TO DO: All lines in the data bearing the string "suffix" should be identified and copied.

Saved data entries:
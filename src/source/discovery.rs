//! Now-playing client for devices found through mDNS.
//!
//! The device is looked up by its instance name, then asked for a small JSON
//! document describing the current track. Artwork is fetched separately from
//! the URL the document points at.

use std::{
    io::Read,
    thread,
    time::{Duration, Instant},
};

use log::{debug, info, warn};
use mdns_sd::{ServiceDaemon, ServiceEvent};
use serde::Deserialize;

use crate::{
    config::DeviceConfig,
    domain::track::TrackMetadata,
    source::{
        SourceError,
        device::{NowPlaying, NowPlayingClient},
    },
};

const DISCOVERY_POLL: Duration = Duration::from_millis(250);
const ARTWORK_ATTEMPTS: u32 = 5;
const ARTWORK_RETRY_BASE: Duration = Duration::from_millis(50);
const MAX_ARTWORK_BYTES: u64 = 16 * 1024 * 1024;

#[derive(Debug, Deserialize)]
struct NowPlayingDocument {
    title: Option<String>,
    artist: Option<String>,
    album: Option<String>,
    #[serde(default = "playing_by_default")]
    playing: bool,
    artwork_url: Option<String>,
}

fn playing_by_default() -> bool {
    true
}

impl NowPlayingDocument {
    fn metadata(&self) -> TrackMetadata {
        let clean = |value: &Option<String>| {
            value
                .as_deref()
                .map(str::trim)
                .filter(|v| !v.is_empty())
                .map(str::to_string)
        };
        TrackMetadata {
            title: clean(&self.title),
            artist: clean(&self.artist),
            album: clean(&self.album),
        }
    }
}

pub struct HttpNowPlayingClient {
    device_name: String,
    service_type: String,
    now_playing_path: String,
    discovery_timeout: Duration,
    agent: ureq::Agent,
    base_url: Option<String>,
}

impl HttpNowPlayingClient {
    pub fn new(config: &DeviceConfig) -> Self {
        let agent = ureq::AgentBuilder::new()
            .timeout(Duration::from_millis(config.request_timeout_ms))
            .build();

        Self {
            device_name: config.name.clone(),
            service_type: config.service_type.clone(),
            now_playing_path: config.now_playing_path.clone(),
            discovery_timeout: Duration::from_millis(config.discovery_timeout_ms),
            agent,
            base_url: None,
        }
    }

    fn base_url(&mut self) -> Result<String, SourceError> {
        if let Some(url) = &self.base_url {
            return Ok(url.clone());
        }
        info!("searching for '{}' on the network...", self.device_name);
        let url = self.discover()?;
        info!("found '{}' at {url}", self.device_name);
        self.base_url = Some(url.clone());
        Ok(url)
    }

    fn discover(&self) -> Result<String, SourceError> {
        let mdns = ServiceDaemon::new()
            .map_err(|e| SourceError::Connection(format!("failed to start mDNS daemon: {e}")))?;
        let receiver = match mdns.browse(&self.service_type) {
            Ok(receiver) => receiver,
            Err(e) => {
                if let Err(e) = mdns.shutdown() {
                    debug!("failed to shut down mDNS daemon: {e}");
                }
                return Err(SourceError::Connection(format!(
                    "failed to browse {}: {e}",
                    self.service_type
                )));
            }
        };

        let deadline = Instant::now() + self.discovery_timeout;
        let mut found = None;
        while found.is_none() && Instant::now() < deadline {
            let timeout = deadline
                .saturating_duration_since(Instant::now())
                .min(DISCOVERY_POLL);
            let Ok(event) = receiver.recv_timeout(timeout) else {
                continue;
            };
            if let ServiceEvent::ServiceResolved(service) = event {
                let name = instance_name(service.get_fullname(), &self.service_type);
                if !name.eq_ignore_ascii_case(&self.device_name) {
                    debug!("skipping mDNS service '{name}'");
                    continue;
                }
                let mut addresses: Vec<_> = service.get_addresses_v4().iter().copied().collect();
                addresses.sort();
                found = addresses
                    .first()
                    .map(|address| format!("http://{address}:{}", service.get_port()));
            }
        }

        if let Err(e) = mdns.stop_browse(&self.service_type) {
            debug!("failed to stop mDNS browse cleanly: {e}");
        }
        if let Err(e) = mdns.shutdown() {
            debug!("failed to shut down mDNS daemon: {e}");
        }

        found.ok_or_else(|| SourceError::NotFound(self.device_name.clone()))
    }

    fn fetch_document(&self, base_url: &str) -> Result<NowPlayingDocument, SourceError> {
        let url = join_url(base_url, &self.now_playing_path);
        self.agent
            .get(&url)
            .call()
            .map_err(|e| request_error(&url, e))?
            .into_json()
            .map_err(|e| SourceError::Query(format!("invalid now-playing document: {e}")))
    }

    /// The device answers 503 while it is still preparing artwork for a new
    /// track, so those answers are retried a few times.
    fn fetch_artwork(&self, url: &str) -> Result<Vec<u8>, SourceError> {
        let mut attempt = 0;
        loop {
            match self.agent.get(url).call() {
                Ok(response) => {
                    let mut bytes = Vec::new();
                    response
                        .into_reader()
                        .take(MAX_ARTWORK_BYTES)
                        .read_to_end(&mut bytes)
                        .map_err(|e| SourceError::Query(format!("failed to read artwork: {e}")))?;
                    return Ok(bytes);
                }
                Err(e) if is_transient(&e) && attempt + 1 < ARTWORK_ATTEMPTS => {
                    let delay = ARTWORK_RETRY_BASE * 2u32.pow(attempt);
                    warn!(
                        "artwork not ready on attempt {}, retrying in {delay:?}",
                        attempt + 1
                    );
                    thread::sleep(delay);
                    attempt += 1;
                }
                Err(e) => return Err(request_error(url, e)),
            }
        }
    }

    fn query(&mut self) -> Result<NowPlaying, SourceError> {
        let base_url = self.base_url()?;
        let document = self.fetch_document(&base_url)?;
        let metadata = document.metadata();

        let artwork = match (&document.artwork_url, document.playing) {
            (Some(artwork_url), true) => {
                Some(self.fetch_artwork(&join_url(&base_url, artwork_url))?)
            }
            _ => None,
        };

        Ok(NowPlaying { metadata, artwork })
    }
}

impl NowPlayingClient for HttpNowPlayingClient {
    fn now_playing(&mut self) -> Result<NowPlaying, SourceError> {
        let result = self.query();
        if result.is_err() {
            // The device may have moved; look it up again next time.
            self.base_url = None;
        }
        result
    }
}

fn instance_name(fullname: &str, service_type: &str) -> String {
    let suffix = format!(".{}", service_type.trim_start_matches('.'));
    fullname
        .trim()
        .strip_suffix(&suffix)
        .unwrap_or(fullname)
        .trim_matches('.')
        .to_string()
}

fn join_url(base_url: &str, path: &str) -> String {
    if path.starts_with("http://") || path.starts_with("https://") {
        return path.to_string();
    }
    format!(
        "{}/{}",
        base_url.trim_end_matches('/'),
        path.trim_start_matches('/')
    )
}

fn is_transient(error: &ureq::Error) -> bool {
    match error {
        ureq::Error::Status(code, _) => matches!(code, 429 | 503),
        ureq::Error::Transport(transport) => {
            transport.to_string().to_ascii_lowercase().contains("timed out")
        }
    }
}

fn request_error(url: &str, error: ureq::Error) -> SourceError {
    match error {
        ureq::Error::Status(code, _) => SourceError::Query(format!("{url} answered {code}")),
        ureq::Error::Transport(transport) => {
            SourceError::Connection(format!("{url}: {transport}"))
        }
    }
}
--
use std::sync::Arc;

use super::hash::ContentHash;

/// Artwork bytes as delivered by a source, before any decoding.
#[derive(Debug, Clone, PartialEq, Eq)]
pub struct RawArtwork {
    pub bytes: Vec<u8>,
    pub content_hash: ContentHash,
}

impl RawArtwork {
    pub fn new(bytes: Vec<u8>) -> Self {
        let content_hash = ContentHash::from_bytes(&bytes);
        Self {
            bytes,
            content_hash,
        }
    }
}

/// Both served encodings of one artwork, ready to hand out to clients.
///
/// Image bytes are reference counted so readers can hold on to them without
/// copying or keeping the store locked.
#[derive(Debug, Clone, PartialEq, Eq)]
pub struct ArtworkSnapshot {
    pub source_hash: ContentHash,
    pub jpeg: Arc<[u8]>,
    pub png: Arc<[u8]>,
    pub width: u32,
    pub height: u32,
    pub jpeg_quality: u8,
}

TASK RESULT:
    let suffix = format!(".{}", service_type.trim_start_matches('.'));
        .strip_suffix(&suffix)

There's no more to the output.